Please state how many lines of the records below contain the word "remove". Give the number and nothing else.
-------- EXTRACTED INFORMATION --------
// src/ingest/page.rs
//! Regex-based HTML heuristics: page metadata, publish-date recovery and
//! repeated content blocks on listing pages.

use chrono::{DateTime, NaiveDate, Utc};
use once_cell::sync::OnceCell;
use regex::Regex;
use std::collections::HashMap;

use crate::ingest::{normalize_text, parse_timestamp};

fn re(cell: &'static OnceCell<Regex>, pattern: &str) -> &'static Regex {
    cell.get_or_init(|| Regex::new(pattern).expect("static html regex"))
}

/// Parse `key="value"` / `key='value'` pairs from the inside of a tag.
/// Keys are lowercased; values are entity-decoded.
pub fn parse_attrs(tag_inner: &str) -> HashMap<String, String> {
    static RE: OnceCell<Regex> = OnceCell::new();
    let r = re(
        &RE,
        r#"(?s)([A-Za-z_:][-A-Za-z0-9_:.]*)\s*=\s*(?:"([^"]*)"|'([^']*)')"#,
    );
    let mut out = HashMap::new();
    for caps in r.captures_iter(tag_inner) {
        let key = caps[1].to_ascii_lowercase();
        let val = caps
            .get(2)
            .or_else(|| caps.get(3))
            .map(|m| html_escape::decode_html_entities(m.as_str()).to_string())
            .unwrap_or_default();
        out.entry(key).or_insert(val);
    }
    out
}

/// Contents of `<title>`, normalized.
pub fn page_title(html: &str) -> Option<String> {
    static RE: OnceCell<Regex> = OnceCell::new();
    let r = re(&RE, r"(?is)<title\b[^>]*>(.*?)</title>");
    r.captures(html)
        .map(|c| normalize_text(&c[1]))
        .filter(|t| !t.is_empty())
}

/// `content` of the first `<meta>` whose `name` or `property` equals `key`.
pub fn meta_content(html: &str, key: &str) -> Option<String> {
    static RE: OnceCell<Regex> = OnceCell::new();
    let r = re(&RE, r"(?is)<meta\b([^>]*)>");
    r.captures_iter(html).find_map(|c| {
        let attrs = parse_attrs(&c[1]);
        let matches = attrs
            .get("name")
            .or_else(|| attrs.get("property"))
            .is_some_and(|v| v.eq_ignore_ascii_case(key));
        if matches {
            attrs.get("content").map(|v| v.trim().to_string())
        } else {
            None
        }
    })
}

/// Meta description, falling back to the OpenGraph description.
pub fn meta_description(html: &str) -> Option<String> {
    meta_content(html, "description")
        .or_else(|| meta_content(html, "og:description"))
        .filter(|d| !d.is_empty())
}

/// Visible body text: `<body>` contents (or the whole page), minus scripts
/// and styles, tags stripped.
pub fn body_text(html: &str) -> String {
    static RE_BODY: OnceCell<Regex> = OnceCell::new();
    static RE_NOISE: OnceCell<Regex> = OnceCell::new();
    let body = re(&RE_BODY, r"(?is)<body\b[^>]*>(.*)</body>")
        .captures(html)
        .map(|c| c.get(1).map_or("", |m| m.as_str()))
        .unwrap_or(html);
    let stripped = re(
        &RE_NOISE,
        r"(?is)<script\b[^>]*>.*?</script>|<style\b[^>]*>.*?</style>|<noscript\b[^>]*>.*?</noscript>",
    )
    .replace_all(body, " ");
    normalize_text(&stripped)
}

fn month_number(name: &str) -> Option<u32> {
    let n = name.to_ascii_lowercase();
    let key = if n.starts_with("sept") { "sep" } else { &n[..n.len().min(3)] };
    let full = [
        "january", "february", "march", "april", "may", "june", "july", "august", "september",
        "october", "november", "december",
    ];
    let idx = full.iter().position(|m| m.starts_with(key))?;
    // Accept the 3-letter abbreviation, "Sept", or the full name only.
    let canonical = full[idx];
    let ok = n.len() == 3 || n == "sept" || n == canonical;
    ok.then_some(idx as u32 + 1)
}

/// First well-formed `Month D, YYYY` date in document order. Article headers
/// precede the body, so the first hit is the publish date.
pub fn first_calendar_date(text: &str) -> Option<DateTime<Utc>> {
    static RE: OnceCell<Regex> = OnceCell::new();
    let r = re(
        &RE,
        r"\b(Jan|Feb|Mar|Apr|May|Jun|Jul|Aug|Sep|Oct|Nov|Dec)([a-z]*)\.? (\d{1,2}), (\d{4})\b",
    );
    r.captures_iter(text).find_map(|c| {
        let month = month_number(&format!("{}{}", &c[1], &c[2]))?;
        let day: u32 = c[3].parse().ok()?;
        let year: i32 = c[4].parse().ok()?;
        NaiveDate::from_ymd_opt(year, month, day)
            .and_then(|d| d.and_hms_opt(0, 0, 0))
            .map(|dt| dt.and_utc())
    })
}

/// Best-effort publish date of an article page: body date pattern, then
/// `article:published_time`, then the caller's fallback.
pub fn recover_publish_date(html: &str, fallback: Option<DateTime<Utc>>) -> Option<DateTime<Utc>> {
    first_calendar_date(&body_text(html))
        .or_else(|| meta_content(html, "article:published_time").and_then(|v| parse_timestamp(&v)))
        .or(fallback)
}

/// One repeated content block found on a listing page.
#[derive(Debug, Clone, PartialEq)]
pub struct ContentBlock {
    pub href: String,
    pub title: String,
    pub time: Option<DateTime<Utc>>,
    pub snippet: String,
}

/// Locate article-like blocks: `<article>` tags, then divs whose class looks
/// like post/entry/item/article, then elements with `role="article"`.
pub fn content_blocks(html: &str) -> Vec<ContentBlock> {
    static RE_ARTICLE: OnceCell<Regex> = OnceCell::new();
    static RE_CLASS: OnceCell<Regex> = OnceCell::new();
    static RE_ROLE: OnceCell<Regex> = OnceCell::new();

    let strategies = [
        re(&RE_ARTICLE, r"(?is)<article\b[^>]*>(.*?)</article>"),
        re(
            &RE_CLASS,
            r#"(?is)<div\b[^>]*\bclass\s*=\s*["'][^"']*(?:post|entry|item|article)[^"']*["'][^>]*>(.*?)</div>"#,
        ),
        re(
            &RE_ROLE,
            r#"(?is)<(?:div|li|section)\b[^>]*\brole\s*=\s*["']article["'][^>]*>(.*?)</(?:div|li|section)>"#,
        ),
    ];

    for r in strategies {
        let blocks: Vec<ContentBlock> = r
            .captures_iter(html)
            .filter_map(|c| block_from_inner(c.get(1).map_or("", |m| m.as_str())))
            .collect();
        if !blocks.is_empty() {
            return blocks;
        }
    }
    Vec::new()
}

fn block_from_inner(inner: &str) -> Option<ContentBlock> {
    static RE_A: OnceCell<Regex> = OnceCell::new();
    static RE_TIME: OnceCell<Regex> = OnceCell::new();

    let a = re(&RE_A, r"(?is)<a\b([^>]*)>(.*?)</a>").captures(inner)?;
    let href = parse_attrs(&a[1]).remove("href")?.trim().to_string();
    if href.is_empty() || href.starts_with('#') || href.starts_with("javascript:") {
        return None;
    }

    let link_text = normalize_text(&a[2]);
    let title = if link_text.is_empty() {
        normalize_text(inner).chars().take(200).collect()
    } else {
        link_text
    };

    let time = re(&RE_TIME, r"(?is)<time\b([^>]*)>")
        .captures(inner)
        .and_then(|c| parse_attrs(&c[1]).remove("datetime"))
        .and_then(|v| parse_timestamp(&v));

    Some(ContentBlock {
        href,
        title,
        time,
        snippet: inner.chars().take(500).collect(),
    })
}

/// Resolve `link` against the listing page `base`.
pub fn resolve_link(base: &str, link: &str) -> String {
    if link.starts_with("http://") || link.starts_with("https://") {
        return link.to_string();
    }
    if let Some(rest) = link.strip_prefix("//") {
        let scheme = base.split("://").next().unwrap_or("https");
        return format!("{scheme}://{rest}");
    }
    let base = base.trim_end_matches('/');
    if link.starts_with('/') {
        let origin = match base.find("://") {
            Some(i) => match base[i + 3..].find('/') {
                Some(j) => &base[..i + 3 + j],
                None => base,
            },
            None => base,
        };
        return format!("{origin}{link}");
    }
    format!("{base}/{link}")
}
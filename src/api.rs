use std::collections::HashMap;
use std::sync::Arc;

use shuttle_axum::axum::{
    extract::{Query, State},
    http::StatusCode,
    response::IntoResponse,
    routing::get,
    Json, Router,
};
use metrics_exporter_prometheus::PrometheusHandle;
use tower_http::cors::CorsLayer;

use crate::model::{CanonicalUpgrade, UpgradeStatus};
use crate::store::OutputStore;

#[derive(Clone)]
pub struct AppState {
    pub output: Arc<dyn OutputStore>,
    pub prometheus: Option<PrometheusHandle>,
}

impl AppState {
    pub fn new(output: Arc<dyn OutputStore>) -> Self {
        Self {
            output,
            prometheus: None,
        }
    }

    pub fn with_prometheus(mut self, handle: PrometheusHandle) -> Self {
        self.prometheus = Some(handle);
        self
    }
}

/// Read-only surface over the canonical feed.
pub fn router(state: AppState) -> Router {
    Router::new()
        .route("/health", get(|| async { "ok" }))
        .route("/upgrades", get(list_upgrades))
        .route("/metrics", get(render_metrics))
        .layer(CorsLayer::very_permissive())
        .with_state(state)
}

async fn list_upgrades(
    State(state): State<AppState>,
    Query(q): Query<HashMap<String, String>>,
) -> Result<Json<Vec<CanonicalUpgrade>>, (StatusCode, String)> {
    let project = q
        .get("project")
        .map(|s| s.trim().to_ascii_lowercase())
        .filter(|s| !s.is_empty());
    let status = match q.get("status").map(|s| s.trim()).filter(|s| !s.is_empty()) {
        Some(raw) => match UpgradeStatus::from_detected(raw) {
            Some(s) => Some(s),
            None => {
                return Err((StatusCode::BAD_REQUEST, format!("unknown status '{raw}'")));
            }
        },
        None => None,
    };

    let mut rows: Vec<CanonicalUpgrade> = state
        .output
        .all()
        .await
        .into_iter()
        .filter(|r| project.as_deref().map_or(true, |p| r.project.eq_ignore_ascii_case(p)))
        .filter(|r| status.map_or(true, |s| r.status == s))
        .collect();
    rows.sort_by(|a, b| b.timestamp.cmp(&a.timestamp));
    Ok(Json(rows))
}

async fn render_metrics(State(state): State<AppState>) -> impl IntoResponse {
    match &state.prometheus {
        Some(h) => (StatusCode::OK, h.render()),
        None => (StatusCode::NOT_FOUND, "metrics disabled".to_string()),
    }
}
--------
-------- EXTRACTED INFORMATION --------
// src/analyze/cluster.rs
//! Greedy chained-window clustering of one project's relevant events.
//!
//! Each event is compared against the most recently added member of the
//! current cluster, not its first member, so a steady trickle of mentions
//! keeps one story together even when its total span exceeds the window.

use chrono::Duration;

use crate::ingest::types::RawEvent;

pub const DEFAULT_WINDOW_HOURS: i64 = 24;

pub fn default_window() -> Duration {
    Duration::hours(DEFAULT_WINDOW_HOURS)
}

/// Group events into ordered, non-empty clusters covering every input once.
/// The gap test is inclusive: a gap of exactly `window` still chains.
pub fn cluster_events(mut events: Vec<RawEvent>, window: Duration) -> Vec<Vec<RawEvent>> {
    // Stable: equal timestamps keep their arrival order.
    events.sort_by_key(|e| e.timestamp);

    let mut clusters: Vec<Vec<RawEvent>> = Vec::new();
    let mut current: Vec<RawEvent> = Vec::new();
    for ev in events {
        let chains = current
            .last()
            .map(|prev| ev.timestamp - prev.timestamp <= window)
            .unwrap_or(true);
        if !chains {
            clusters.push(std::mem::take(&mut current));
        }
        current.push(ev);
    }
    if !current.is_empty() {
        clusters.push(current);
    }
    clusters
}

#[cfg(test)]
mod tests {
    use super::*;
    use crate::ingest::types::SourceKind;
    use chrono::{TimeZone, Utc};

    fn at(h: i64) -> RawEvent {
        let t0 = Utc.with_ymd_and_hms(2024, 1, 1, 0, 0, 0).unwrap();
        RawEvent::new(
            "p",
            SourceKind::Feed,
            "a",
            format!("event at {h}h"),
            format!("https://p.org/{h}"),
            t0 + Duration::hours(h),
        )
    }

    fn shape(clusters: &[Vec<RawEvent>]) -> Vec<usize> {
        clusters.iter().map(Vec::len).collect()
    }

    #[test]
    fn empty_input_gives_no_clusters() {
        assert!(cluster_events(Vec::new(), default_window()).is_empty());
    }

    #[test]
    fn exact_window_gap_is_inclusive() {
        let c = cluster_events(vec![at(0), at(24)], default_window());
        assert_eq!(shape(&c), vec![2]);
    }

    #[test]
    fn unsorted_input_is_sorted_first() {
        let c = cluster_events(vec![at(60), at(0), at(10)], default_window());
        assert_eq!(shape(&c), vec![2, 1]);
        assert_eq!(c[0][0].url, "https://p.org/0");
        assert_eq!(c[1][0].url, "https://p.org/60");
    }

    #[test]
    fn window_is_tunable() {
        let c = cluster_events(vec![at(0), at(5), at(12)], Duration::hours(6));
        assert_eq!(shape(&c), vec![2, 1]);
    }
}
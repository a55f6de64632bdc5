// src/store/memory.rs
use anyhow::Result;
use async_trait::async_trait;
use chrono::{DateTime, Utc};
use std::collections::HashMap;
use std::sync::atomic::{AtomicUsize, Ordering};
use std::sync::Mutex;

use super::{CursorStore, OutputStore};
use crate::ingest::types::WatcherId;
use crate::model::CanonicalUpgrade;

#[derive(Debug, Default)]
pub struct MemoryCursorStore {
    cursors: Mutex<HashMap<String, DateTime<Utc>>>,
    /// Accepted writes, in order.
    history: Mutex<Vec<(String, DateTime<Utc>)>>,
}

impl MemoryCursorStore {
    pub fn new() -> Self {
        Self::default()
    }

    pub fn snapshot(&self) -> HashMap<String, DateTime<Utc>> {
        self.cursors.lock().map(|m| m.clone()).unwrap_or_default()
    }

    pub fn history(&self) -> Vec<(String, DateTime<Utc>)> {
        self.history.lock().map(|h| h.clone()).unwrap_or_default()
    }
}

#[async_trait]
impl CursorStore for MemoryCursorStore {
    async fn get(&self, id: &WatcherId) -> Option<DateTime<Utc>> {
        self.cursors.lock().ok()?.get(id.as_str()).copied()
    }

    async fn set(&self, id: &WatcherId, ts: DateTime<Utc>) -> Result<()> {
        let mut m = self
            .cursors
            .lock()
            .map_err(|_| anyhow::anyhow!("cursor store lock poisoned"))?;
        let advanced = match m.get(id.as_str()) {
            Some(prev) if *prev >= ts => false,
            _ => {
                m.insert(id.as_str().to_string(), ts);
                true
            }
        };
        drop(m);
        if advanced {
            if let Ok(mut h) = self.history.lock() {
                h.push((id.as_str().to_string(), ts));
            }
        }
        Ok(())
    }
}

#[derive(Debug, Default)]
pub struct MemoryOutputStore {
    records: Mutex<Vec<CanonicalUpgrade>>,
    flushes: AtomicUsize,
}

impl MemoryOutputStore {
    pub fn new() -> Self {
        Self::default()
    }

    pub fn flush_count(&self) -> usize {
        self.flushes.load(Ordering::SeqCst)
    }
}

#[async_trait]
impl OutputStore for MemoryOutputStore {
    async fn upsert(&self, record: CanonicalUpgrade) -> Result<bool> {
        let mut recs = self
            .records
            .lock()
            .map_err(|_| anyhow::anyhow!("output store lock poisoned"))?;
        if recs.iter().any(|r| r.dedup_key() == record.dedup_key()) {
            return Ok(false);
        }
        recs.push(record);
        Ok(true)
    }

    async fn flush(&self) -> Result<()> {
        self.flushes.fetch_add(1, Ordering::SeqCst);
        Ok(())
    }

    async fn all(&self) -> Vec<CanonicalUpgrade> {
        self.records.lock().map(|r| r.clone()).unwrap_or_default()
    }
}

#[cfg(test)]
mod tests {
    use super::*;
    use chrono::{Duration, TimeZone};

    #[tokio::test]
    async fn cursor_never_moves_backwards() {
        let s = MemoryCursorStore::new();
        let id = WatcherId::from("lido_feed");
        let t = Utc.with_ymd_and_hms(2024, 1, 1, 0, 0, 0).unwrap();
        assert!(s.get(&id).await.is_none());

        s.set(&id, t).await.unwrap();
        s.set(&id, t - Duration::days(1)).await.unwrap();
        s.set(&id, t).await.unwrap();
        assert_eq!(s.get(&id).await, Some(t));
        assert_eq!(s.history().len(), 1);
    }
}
--------
* **TASK RESPONSE**
2